> [What is required] Begin at the line below that has "self.incomplete_flags.insert(slot.key().clone());" and stop after the line that has "self.incomplete_flags.remove(slot.key());". Please restate only those lines, word for word.
==*==
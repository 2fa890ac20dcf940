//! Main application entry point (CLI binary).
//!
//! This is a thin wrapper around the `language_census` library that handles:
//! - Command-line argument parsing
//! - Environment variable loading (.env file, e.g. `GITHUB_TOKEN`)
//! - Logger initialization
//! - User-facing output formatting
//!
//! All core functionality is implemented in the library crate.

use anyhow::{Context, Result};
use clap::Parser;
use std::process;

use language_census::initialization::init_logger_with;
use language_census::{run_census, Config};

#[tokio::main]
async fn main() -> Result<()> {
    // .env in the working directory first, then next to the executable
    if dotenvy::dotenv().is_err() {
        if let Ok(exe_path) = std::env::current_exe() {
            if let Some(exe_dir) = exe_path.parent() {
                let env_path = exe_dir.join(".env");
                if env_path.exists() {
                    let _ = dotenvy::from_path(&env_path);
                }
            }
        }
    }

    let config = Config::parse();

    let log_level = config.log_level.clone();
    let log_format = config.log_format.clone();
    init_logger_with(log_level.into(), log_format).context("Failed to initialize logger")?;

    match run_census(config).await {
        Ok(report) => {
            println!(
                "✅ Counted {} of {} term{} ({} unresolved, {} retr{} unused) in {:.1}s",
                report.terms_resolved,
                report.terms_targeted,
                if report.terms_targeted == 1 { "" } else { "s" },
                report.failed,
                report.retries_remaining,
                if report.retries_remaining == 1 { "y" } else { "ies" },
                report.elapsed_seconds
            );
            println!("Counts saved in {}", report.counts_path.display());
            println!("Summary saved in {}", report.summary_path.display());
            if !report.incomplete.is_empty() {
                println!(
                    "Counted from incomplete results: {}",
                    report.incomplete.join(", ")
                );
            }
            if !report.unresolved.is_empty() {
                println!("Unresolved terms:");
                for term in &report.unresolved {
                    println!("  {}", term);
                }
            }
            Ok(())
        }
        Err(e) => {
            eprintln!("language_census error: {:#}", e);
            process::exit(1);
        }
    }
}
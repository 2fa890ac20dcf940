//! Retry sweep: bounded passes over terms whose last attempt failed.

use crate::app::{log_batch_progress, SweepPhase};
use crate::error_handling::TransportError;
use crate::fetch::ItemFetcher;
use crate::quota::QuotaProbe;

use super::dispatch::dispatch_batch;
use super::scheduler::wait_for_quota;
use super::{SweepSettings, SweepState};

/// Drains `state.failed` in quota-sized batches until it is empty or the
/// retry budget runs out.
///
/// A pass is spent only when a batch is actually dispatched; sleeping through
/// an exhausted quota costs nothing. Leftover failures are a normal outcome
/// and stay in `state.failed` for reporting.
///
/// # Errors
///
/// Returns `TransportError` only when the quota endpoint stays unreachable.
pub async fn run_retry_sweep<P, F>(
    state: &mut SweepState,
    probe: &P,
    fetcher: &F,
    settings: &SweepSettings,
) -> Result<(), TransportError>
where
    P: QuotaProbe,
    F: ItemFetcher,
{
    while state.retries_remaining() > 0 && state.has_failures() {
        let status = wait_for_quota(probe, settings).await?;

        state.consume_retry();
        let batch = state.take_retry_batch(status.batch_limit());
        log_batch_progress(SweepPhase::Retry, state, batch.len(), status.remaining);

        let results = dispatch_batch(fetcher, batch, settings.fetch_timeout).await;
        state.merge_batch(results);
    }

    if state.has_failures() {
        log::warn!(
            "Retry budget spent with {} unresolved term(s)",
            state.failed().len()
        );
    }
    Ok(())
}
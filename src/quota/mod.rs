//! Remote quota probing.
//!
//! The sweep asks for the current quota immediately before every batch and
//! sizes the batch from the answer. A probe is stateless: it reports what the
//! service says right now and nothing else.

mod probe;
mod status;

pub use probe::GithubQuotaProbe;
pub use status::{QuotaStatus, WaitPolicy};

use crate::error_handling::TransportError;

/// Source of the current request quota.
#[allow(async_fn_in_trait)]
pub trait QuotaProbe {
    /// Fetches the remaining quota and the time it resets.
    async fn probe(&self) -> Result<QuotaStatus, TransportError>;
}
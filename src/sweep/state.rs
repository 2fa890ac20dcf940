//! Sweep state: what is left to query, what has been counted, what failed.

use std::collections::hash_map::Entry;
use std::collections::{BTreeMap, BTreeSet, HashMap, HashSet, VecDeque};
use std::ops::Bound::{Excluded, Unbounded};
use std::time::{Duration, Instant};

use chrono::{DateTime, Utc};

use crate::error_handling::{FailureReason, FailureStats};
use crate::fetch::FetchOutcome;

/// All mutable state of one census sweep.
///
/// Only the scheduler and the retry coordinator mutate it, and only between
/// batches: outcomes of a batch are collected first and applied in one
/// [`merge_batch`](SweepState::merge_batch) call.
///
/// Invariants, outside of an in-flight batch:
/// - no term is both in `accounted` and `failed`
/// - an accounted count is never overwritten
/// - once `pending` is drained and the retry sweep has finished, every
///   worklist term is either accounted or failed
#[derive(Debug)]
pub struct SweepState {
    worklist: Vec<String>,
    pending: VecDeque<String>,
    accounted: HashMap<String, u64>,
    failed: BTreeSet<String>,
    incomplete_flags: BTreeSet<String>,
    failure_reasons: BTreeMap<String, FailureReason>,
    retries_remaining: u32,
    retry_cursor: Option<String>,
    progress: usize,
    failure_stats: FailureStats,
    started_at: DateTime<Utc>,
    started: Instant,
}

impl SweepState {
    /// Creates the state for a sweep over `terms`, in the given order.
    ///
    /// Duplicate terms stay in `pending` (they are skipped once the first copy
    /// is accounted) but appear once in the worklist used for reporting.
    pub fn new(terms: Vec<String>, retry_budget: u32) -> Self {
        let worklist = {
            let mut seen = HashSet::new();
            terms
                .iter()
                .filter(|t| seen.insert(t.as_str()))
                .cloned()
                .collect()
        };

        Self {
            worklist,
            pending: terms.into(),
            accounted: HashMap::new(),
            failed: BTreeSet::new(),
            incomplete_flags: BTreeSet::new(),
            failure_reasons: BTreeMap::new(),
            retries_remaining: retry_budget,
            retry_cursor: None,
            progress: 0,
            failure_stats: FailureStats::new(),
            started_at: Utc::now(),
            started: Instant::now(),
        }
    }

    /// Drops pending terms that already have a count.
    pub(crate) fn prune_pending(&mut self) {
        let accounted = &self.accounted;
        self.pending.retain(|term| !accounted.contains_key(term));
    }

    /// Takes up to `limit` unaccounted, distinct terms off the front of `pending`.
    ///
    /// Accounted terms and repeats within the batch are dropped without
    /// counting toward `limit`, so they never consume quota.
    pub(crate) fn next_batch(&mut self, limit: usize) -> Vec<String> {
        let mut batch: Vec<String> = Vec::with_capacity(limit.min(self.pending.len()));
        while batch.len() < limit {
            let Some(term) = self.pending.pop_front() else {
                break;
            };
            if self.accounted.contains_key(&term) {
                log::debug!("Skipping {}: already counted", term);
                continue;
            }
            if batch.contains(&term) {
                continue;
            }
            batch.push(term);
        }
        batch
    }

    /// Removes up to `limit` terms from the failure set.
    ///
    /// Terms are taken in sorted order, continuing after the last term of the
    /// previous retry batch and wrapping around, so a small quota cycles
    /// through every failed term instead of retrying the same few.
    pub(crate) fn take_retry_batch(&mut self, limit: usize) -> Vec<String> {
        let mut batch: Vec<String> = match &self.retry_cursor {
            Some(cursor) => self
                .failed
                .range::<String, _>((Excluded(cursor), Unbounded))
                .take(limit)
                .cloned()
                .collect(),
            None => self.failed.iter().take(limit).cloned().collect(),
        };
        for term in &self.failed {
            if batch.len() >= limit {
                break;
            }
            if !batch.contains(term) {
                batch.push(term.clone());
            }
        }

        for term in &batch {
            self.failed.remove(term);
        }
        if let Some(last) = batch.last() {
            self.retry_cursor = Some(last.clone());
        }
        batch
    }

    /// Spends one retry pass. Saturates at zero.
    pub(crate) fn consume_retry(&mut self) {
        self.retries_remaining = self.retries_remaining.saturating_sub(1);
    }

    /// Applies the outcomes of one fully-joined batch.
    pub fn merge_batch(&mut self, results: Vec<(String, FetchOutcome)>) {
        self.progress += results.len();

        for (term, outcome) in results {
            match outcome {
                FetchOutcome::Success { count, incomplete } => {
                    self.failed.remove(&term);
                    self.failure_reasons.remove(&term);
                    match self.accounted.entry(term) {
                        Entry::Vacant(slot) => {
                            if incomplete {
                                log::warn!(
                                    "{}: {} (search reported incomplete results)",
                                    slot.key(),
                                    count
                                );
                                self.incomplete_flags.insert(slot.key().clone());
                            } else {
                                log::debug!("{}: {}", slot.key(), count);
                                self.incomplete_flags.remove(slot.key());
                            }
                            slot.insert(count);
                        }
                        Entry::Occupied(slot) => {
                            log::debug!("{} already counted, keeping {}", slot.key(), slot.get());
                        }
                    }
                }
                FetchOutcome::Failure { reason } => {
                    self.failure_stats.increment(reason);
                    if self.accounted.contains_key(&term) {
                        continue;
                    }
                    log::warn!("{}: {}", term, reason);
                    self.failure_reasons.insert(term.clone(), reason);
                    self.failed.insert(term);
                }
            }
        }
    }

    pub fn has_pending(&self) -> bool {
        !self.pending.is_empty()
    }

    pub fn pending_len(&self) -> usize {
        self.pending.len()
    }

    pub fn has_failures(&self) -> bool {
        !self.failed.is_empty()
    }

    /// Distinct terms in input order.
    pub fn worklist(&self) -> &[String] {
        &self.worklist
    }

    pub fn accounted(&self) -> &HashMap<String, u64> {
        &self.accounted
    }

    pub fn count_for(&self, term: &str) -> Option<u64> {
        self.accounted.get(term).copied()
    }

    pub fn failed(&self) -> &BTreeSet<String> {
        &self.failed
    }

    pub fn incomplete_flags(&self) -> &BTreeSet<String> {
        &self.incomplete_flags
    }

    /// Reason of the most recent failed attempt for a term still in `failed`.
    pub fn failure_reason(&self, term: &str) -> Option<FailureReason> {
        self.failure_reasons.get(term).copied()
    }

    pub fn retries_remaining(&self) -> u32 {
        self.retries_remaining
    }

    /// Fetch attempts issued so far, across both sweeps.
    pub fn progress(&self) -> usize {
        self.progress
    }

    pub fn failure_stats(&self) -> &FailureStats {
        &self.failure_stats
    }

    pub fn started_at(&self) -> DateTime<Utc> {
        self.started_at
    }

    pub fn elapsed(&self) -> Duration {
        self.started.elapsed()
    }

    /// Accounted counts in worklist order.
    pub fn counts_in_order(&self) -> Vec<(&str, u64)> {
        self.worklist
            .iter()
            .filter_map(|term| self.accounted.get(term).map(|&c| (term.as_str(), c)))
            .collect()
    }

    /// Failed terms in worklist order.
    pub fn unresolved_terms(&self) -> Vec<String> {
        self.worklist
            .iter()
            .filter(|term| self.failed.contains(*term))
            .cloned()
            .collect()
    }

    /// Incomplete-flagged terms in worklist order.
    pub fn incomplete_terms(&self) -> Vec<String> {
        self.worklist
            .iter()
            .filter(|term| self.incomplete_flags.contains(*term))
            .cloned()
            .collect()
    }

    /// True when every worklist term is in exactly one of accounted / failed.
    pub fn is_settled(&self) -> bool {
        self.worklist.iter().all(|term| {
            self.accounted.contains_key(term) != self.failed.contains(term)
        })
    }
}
==*==
> [Written response]
                                self.incomplete_flags.insert(slot.key().clone());
                            } else {
                                log::debug!("{}: {}", slot.key(), count);
                                self.incomplete_flags.remove(slot.key());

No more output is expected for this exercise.